Tak tak, 2 sezon zdecydowanie najlepszy, finał, Will i Hannibal również! 1 mi się też podobał, ale no tak się ociągaaałam z nim i dopiero w 1x06 polubiłam ten serial. A trzeci moim zdaniem najgorszy, pierwsze odcinki - dupa, późniejsze - no trochę lepsze niż dupa a koniec niezły ale bez fajerwerków. A Tobie jak się podobał?

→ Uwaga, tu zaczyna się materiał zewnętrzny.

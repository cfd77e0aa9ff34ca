// Liveness endpoints

use axum::{Json, extract::State, response::IntoResponse};

use crate::{state::AppState, types::HealthResponse};

pub(crate) async fn health_handler() -> impl IntoResponse {
    Json(HealthResponse { status: "ok" })
}

pub(crate) async fn index_handler(State(state): State<AppState>) -> impl IntoResponse {
    Json(state.metadata.clone())
}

Haaaaai :D No mały mały, co krok potykam się o znajomych, tak że jest wesoło ;)
Jedynka była faktycznie dziwna, jakoś tak przez się przez nią wręcz przemęczyłam. Dwójka jak na razie najlepsza, mój Williamek się wybił jak ta petarda i zapłonęłam do niego namiętnym uczuciem ;)
A trójka jest... taka se.

użytkownik usunięty
emo_waitress

Goło i wesoło hehe :D
Ja też, zwłaszcza przez pierwsze 6 odcinków, dopiero później mnie serial wkręcił i do finału po prostu był. Natomiast w 2s no to to było mniam że tak powiem ;) Pokochałam i wrednego Hannibala i Willa a nawet Alanę mimo, że mnie trochę irytowała romansem z Hannibalem i brakiem klapek na oczach co do niego no ale dawała radę babka. W trójce jednym z nielicznych plusów jest wygląd Lawrence'a, facet znacznie lepiej i młodziej wyglądał z brodą no i trochę zrzucił. Teraz to mógłby dawać czadu w kolejnym Matrixie :)
Aż dziw mnie bierze, że zaczęłam oglądać Hannibala dopiero w tym roku oO

Dla mnie w tym sezonie najlepszy okazał się... tada! MASON :D

Lepiej późno, niż wcale. Ja teraz oglądam serial OZ, to to dopiero staroć ;)

użytkownik usunięty
emo_waitress

O tak, Mason świńska mordka rządził ;) a główny zły tego sezonu, Red Dragon był jakiś taki... no nie wim, dziwny. Chociaż gra Richarda mi się podobala.

Ten z '97? ;p

Mason był jakiś taki słaby w poprzednim sezonie, ale w tym wprowadził orzeźwiający powiew normalności, jakkolwiek to zabrzmi w stosunku do świniarza :D
Wątek CS uważam za spalony. Oczekiwania miałam ogromne, bo miał grać mój ukochany Thorin. Stąd też moje zaskoczenie, jak mając w łapkach takie cudo jak Richard nie wykorzystano jego potencjału.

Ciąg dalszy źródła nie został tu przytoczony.